DATA UNDER STUDY:
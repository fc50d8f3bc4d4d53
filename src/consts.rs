//! Global constants for the sealstream wire format and KDF defaults.

/// Cipher IV length in bytes (one AES block, used as the initial CTR counter).
pub const IV_LEN: usize = 16;

/// Salt length in bytes. One salt for the cipher key, a distinct one for the
/// MAC key, both freshly random per encryption session.
pub const SALT_LEN: usize = 16;

/// Derived key length in bytes (128-bit AES key; also the HMAC key length).
pub const KEY_LEN: usize = 16;

/// Stream header length: IV || cipher salt || MAC salt.
pub const HEADER_LEN: usize = IV_LEN + 2 * SALT_LEN;

/// Stream trailer length: one HMAC-SHA256 digest.
pub const TRAILER_LEN: usize = 32;

/// Recommended PBKDF2 iteration count.
/// Encryptor and decryptor must agree on it; it is not transmitted in-band.
pub const DEFAULT_PBKDF2_ITERATIONS: u32 = 100_000;

/// Minimum allowed PBKDF2 iterations.
pub const PBKDF2_MIN_ITER: u32 = 1;

/// Maximum allowed PBKDF2 iterations (5 million).
pub const PBKDF2_MAX_ITER: u32 = 5_000_000;

/// Read-buffer size used by the `encrypt`/`decrypt` facades.
pub const IO_CHUNK_LEN: usize = 64 * 1024;

/// The decryptor releases buffered ciphertext only once its pending buffer
/// exceeds this many bytes, retaining the trailing [`TRAILER_LEN`] as the
/// candidate trailer. `HEADER_LEN` gives comfortable headroom over the
/// 32-byte trailer.
pub const REBUFFER_THRESHOLD: usize = HEADER_LEN;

EXERCISE BRIEF:
Write out exactly the final stretch of the records: the line containing "allowed PBKDF2 iterations." and every line after it, through the last, and nothing else.

ANSWER:
/// Minimum allowed PBKDF2 iterations.
pub const PBKDF2_MIN_ITER: u32 = 1;

/// Maximum allowed PBKDF2 iterations (5 million).
pub const PBKDF2_MAX_ITER: u32 = 5_000_000;

/// Read-buffer size used by the `encrypt`/`decrypt` facades.
pub const IO_CHUNK_LEN: usize = 64 * 1024;

/// The decryptor releases buffered ciphertext only once its pending buffer
/// exceeds this many bytes, retaining the trailing [`TRAILER_LEN`] as the
/// candidate trailer. `HEADER_LEN` gives comfortable headroom over the
/// 32-byte trailer.
pub const REBUFFER_THRESHOLD: usize = HEADER_LEN;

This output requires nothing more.